Efektivitas Pendidikan Anak di Barak dari Kacamata Pakar Sosiologi

ADVERTISEMENT

Efektivitas Pendidikan Anak di Barak dari Kacamata Pakar Sosiologi

Cicin Yulianti - detikEdu
Jumat, 23 Mei 2025 13:30 WIB
Anggota TNI merazia barang bawaan siswa sebelum memasuki barak militer saat program pendidikan karakter dan kedisiplinan di Dodik Bela Negara Rindam III Siliwangi, Lembang, Kabupaten Bandung Barat, Jawa Barat, Senin (5/5/2025). Ratusan siswa SMA/SMK dari berbagai kota dan kabupaten di Jawa Barat yang memiliki perilaku khusus seperti terlibat tawuran, terafiliasi geng motor, kecanduan permainan daring (game online), mabuk dan perilaku tidak terpuji lainnya menjalani program pendidikan karakter dan kedisiplinan selama 14 hari. ANTARA FOTO/Abdan Syakura/bar
Siswa dibina di barak militer. Foto: ANTARA FOTO/ABDAN SYAKURA
Jakarta -

Kebijakan Gubernur Jawa Barat, Kang Dedi Mulyadi (KDM) soal pengiriman anak nakal ke barak militer masih menuai pro-kontra. Di sisi satu menyebut baik sebagai pendisiplinan, tapi di sisi lain mempertanyakan dampak psikologis anak setelah ikut pelatihan.
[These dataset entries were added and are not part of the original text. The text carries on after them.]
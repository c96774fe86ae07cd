//! Tile payload codecs for the tilesense workspace.
//!
//! The region workflow cuts pixel buffers out of the source image; before a
//! tile can be posted to a model endpoint it has to be serialized in the
//! format/compression the request asked for. This crate bridges the
//! [`image`] and [`tiff`] codecs to the internal [`Blob`](tilesense_core::Blob)
//! type and exposes a single dispatch per direction:
//! [`encode_tile`] and [`decode_tile`].

pub mod format;
pub use format::{UnsupportedEncoding, decode_tile, encode_tile};

pub mod helper;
Pendapat tentang kebijakan ini salah satunya datang dari pakar sekaligus Dosen Sosiologi Universitas Muhammadiyah Malang (UMM), Rachmad Kristiono Dwi Susilo. Menurutnya, kebijakan demikian cukup berisiko.

"Jika dilihat dari sosiologi, unit sosial terkecil itu keluarga. Di sinilah budi pekerti dan adab anak terbentuk pertama kali. Sebelum menentukan pendekatan pembinaan, kita harus paham dulu latar belakang sosial anak-anak itu," ujar Rachmad dikutip dari laman UMM, Jumat (23/5/2025).

SCROLL TO CONTINUE WITH CONTENT

Pembinaan Akhlak Tak Bisa Cukup oleh Satu Institusi Saja

Lebih lanjut Rachmad menyebut pembinaan akhlak anak yang bermasalah tak cukup dilakukan guru atau pendidikan lewat militer. Ada banyak elemen sosial yang harus dilibatkan misalnya keluarga, agama, masyarakat hingga lingkungan.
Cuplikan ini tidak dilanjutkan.